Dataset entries
━━━━━━━━━━
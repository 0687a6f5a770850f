#![forbid(unsafe_code)]

//! Coordinate reference systems and single-position transforms.
//!
//! Every projection knows how to move a position to and from geographic
//! longitude/latitude in degrees. A transform between two projections goes
//! through that common space:
//!
//! ```text
//! from ──unproject──▶ (lon, lat) ──project──▶ to
//! ```
//!
//! Projections compare equal by code. A transform between equal projections
//! returns the input unchanged, bit for bit.
//!
//! # Built-in definitions
//!
//! | Code | Definition |
//! |------|------------|
//! | `EPSG:4326`, `CRS:84` | geographic degrees |
//! | `EPSG:3857` (`EPSG:900913`, `EPSG:102100`, `EPSG:102113`) | spherical web mercator |
//! | `EPSG:326zz` / `EPSG:327zz` | UTM zone `zz` north / south (spherical) |
//!
//! The transverse mercator used for UTM is the spherical form; it is exact at
//! the projection origin and within centimetres near the central meridian.

use std::f64::consts::{FRAC_PI_2, FRAC_PI_4, PI};
use std::fmt;
use std::hash::{Hash, Hasher};
use std::sync::Arc;

use crate::coords::Position;
use crate::error::{Error, Result};

/// Earth radius used by the spherical projections (WGS84 semi-major axis).
pub const EARTH_RADIUS: f64 = 6_378_137.0;

/// Half the web mercator world width; northing is clamped to this.
const MERCATOR_HALF_SIZE: f64 = PI * EARTH_RADIUS;

/// UTM scale factor on the central meridian.
const UTM_SCALE_FACTOR: f64 = 0.9996;

/// UTM false easting.
const UTM_FALSE_EASTING: f64 = 500_000.0;

/// UTM false northing for the southern hemisphere.
const UTM_SOUTH_FALSE_NORTHING: f64 = 10_000_000.0;

/// How a projection maps to and from geographic coordinates.
#[derive(Debug, Clone, Copy, PartialEq)]
#[cfg_attr(feature = "serde", derive(serde::Serialize, serde::Deserialize))]
pub enum ProjectionDef {
    /// Longitude/latitude in degrees.
    Geographic,
    /// Spherical web mercator in metres.
    WebMercator,
    /// Spherical transverse mercator in metres.
    TransverseMercator {
        /// Longitude of the central meridian, degrees.
        central_meridian: f64,
        scale_factor: f64,
        false_easting: f64,
        false_northing: f64,
    },
}

/// A coordinate reference system: an identifying code plus its definition.
#[derive(Clone)]
pub struct Projection {
    code: Arc<str>,
    def: ProjectionDef,
}

impl Projection {
    /// Register a projection under a custom code.
    #[must_use]
    pub fn new(code: impl Into<Arc<str>>, def: ProjectionDef) -> Self {
        Self {
            code: code.into(),
            def,
        }
    }

    /// `EPSG:4326`.
    #[must_use]
    pub fn wgs84() -> Self {
        Self::new("EPSG:4326", ProjectionDef::Geographic)
    }

    /// `EPSG:3857`.
    #[must_use]
    pub fn web_mercator() -> Self {
        Self::new("EPSG:3857", ProjectionDef::WebMercator)
    }

    /// UTM zone `1..=60`, northern or southern hemisphere.
    pub fn utm(zone: u8, north: bool) -> Result<Self> {
        if !(1..=60).contains(&zone) {
            return Err(Error::UnknownProjection(format!("UTM zone {zone}")));
        }
        let prefix = if north { 326 } else { 327 };
        Ok(Self::new(
            format!("EPSG:{prefix}{zone:02}"),
            ProjectionDef::TransverseMercator {
                central_meridian: f64::from(zone) * 6.0 - 183.0,
                scale_factor: UTM_SCALE_FACTOR,
                false_easting: UTM_FALSE_EASTING,
                false_northing: if north { 0.0 } else { UTM_SOUTH_FALSE_NORTHING },
            },
        ))
    }

    /// Look up a built-in projection by code. Aliases resolve to the
    /// canonical code so that they compare equal.
    pub fn from_code(code: &str) -> Result<Self> {
        let normalized = code.trim().to_ascii_uppercase();
        match normalized.as_str() {
            "EPSG:4326" | "CRS:84" | "WGS84" => return Ok(Self::wgs84()),
            "EPSG:3857" | "EPSG:900913" | "EPSG:102100" | "EPSG:102113" => {
                return Ok(Self::web_mercator());
            }
            _ => {}
        }
        let utm = normalized
            .strip_prefix("EPSG:")
            .filter(|digits| digits.len() == 5)
            .and_then(|digits| {
                let north = match &digits[..3] {
                    "326" => true,
                    "327" => false,
                    _ => return None,
                };
                digits[3..].parse::<u8>().ok().map(|zone| (zone, north))
            });
        match utm {
            Some((zone, north)) => Self::utm(zone, north),
            None => Err(Error::UnknownProjection(code.to_string())),
        }
    }

    #[must_use]
    pub fn code(&self) -> &str {
        &self.code
    }

    #[must_use]
    pub fn def(&self) -> ProjectionDef {
        self.def
    }

    /// Move a position in this projection to geographic degrees.
    fn unproject(&self, p: Position) -> std::result::Result<Position, &'static str> {
        ensure_finite(p)?;
        match self.def {
            ProjectionDef::Geographic => Ok(p),
            ProjectionDef::WebMercator => {
                let lon = (p[0] / EARTH_RADIUS).to_degrees();
                let lat = (2.0 * (p[1] / EARTH_RADIUS).exp().atan() - FRAC_PI_2).to_degrees();
                Ok([lon, lat])
            }
            ProjectionDef::TransverseMercator {
                central_meridian,
                scale_factor,
                false_easting,
                false_northing,
            } => {
                let k = scale_factor * EARTH_RADIUS;
                let x = (p[0] - false_easting) / k;
                let y = (p[1] - false_northing) / k;
                let lat = (y.sin() / x.cosh()).asin();
                let dlon = x.sinh().atan2(y.cos());
                Ok([central_meridian + dlon.to_degrees(), lat.to_degrees()])
            }
        }
    }

    /// Move a geographic position into this projection.
    fn project(&self, p: Position) -> std::result::Result<Position, &'static str> {
        ensure_finite(p)?;
        match self.def {
            ProjectionDef::Geographic => Ok(p),
            ProjectionDef::WebMercator => {
                let x = EARTH_RADIUS * p[0].to_radians();
                let y = EARTH_RADIUS * (FRAC_PI_4 + p[1].to_radians() / 2.0).tan().ln();
                Ok([x, y.clamp(-MERCATOR_HALF_SIZE, MERCATOR_HALF_SIZE)])
            }
            ProjectionDef::TransverseMercator {
                central_meridian,
                scale_factor,
                false_easting,
                false_northing,
            } => {
                let lat = p[1].to_radians();
                let dlon = (p[0] - central_meridian).to_radians();
                let b = lat.cos() * dlon.sin();
                if b.abs() >= 1.0 {
                    return Err("position is 90 degrees from the central meridian");
                }
                let k = scale_factor * EARTH_RADIUS;
                let x = k * 0.5 * ((1.0 + b) / (1.0 - b)).ln();
                let y = k * lat.sin().atan2(lat.cos() * dlon.cos());
                Ok([x + false_easting, y + false_northing])
            }
        }
    }
}

fn ensure_finite(p: Position) -> std::result::Result<(), &'static str> {
    if p[0].is_finite() && p[1].is_finite() {
        Ok(())
    } else {
        Err("non-finite position")
    }
}

/// Transform one position from `from` to `to`.
///
/// Identity (no arithmetic at all) when the projections are equal.
pub fn transform_position(p: Position, from: &Projection, to: &Projection) -> Result<Position> {
    if from == to {
        return Ok(p);
    }
    let fail = |reason| Error::Transform {
        from: from.code().to_string(),
        to: to.code().to_string(),
        position: p,
        reason,
    };
    let geographic = from.unproject(p).map_err(fail)?;
    let out = to.project(geographic).map_err(fail)?;
    ensure_finite(out).map_err(|_| fail("transform produced a non-finite position"))?;
    Ok(out)
}

impl PartialEq for Projection {
    fn eq(&self, other: &Self) -> bool {
        self.code == other.code
    }
}

impl Eq for Projection {}

impl Hash for Projection {
    fn hash<H: Hasher>(&self, state: &mut H) {
        self.code.hash(state);
    }
}

impl fmt::Debug for Projection {
    fn fmt(&self, f: &mut fmt::Formatter<'_>) -> fmt::Result {
        f.debug_struct("Projection")
            .field("code", &&*self.code)
            .field("def", &self.def)
            .finish()
    }
}

impl fmt::Display for Projection {
    fn fmt(&self, f: &mut fmt::Formatter<'_>) -> fmt::Result {
        f.write_str(&self.code)
    }
}

#[cfg(test)]
mod tests {
    use super::*;

    fn close(a: Position, b: Position, tol: f64) -> bool {
        (a[0] - b[0]).abs() <= tol && (a[1] - b[1]).abs() <= tol
    }

    #[test]
    fn identity_is_exact() {
        let p = [0.1 + 0.2, -123.456_789];
        let proj = Projection::web_mercator();
        assert_eq!(transform_position(p, &proj, &proj), Ok(p));
    }

    #[test]
    fn aliases_compare_equal() {
        let a = Projection::from_code("EPSG:900913").unwrap();
        assert_eq!(a, Projection::web_mercator());
        assert_eq!(a.code(), "EPSG:3857");
        assert_eq!(Projection::from_code("crs:84").unwrap(), Projection::wgs84());
    }

    #[test]
    fn unknown_code_is_rejected() {
        assert_eq!(
            Projection::from_code("EPSG:9999"),
            Err(Error::UnknownProjection("EPSG:9999".into()))
        );
        assert!(Projection::from_code("EPSG:32661").is_err());
    }

    #[test]
    fn utm_codes_resolve() {
        let north = Projection::from_code("EPSG:32631").unwrap();
        assert_eq!(north, Projection::utm(31, true).unwrap());
        match north.def() {
            ProjectionDef::TransverseMercator {
                central_meridian,
                false_northing,
                ..
            } => {
                assert_eq!(central_meridian, 3.0);
                assert_eq!(false_northing, 0.0);
            }
            other => panic!("unexpected def {other:?}"),
        }
        let south = Projection::from_code("EPSG:32733").unwrap();
        assert_eq!(south.code(), "EPSG:32733");
        assert!(Projection::utm(0, true).is_err());
    }

    #[test]
    fn web_mercator_origin_and_edge() {
        let wgs = Projection::wgs84();
        let merc = Projection::web_mercator();
        let origin = transform_position([0.0, 0.0], &wgs, &merc).unwrap();
        assert!(close(origin, [0.0, 0.0], 1e-6));
        let edge = transform_position([180.0, 0.0], &wgs, &merc).unwrap();
        assert!(close(edge, [MERCATOR_HALF_SIZE, 0.0], 1e-6));
    }

    #[test]
    fn web_mercator_clamps_poles() {
        let p = transform_position([0.0, 90.0], &Projection::wgs84(), &Projection::web_mercator())
            .unwrap();
        assert_eq!(p[1], MERCATOR_HALF_SIZE);
    }

    #[test]
    fn transverse_mercator_origin_offset_is_exact() {
        let tm = Projection::new(
            "LOCAL:TM0",
            ProjectionDef::TransverseMercator {
                central_meridian: 0.0,
                scale_factor: UTM_SCALE_FACTOR,
                false_easting: UTM_FALSE_EASTING,
                false_northing: 0.0,
            },
        );
        let wgs = Projection::wgs84();
        assert_eq!(transform_position([0.0, 0.0], &wgs, &tm), Ok([500_000.0, 0.0]));
        assert_eq!(transform_position([500_000.0, 0.0], &tm, &wgs), Ok([0.0, 0.0]));
    }

    #[test]
    fn transverse_mercator_round_trip() {
        let utm = Projection::utm(33, true).unwrap();
        let wgs = Projection::wgs84();
        let p = [14.42, 50.08];
        let there = transform_position(p, &wgs, &utm).unwrap();
        let back = transform_position(there, &utm, &wgs).unwrap();
        assert!(close(back, p, 1e-9));
    }

    #[test]
    fn transverse_mercator_rejects_antimeridian_of_axis() {
        let tm = Projection::utm(31, true).unwrap();
        let err = transform_position([93.0, 0.0], &Projection::wgs84(), &tm).unwrap_err();
        assert!(matches!(err, Error::Transform { .. }));
    }

    #[test]
    fn non_finite_input_fails() {
        let err = transform_position(
            [f64::NAN, 0.0],
            &Projection::wgs84(),
            &Projection::web_mercator(),
        )
        .unwrap_err();
        match err {
            Error::Transform { from, to, reason, .. } => {
                assert_eq!(from, "EPSG:4326");
                assert_eq!(to, "EPSG:3857");
                assert_eq!(reason, "non-finite position");
            }
            other => panic!("unexpected error {other:?}"),
        }
    }
}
━━━━━━━━━━
• Goal of the exercise: Show every line of the entries above where the word "normalized" occurs.

• Written answer:
        let normalized = code.trim().to_ascii_uppercase();
        match normalized.as_str() {
        let utm = normalized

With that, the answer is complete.